◆ What you have to do ◆
Exact reproduction required: the lines below from the line with "the priority scorer." to the line with "returns either a", both ends included, and no others.
╭─ Provided records
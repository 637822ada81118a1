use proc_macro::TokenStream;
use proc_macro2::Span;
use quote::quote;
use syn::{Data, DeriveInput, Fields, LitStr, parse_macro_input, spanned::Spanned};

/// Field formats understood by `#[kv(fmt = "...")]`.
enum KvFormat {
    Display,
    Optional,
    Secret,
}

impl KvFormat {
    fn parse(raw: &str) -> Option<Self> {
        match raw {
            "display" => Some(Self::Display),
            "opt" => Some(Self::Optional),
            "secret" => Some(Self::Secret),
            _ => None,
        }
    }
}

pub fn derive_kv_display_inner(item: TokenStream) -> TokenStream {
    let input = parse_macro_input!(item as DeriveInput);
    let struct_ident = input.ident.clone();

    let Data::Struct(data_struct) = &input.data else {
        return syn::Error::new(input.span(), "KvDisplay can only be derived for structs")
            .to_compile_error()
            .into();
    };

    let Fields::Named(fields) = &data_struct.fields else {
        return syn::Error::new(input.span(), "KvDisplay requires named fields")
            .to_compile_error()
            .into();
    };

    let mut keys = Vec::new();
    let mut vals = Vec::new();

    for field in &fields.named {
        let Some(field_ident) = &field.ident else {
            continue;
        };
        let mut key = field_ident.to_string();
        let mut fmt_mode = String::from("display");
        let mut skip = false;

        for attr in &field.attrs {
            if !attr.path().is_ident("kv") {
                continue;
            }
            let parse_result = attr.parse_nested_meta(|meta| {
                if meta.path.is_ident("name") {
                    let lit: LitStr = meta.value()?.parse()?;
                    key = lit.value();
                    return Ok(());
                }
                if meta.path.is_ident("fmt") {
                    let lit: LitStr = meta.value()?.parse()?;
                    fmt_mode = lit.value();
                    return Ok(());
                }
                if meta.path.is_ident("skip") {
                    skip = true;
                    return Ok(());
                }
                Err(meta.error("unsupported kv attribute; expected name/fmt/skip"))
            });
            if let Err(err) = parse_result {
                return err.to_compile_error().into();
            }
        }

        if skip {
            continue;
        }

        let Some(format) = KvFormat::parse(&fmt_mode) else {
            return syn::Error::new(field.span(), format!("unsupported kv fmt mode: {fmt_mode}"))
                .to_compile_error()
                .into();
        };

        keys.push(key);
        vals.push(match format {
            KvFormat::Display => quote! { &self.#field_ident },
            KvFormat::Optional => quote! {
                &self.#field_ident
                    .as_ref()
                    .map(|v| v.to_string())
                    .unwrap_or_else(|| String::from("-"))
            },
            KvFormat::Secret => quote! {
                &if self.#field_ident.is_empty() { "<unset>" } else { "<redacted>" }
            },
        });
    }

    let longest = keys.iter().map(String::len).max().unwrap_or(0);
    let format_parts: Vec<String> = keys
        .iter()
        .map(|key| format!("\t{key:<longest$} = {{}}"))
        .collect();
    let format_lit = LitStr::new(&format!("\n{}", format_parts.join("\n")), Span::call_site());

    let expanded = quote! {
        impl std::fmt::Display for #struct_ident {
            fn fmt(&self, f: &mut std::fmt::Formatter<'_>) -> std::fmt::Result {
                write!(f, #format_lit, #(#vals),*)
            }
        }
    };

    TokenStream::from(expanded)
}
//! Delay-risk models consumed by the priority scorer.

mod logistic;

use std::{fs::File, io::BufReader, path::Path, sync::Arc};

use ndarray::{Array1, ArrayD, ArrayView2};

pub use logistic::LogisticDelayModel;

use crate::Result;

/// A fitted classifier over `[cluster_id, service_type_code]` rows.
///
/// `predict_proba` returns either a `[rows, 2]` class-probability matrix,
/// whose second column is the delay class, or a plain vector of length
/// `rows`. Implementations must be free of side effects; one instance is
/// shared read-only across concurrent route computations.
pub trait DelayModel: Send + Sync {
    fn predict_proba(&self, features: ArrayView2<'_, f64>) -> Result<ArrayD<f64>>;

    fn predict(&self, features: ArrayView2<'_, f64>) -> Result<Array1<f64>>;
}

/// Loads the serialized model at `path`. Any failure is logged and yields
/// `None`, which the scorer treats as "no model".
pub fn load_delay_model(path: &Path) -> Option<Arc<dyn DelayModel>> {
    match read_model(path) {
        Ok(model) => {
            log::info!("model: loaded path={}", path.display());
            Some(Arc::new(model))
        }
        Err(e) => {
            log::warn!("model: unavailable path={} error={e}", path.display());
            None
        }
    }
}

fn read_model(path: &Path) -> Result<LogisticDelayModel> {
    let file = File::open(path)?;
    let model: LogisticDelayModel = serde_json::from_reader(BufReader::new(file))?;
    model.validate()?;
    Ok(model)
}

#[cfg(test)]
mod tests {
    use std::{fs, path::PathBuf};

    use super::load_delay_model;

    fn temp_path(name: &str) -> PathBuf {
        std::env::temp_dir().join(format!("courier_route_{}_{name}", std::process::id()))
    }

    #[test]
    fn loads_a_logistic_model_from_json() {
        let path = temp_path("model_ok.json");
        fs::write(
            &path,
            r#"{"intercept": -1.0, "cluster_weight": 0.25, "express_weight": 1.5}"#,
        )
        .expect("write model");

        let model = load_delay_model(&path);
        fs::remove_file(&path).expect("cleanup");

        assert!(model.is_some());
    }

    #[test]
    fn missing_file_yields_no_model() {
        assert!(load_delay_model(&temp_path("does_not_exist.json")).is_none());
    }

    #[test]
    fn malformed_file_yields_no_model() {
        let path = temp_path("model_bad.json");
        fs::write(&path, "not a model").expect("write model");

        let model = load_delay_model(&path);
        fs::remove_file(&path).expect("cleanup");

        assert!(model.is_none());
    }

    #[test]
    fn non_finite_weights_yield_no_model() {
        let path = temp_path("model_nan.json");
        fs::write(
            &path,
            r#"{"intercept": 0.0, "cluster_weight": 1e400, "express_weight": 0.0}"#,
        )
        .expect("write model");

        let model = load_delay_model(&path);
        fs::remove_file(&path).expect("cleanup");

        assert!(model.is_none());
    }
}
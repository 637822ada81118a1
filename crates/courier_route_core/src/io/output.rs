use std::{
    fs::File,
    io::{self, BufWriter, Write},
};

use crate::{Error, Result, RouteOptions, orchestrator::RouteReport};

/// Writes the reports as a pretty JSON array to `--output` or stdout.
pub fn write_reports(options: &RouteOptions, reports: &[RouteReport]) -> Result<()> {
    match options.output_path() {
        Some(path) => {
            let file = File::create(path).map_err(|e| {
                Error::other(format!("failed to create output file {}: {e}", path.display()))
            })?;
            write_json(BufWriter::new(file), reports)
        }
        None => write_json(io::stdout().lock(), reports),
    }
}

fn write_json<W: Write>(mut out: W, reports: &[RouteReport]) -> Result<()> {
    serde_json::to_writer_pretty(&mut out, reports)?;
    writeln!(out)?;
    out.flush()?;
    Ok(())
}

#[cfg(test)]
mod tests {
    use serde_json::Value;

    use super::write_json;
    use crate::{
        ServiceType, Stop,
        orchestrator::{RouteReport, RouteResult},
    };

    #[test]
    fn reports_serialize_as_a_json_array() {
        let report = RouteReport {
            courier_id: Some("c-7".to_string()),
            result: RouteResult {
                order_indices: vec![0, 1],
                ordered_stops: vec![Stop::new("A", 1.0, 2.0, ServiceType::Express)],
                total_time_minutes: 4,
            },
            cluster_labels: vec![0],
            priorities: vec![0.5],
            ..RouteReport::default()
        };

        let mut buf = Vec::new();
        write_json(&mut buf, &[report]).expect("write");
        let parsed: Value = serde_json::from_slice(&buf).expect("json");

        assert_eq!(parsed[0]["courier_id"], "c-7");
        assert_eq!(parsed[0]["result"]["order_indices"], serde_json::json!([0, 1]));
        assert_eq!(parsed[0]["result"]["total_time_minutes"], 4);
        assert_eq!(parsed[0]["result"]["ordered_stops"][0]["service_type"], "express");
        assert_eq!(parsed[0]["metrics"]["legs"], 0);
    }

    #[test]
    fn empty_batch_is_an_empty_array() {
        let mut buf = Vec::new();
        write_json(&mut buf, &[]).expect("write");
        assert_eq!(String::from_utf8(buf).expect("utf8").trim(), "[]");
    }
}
╰─
◆ Final answer ◆
//! Delay-risk models consumed by the priority scorer.

mod logistic;

use std::{fs::File, io::BufReader, path::Path, sync::Arc};

use ndarray::{Array1, ArrayD, ArrayView2};

pub use logistic::LogisticDelayModel;

use crate::Result;

/// A fitted classifier over `[cluster_id, service_type_code]` rows.
///
/// `predict_proba` returns either a `[rows, 2]` class-probability matrix,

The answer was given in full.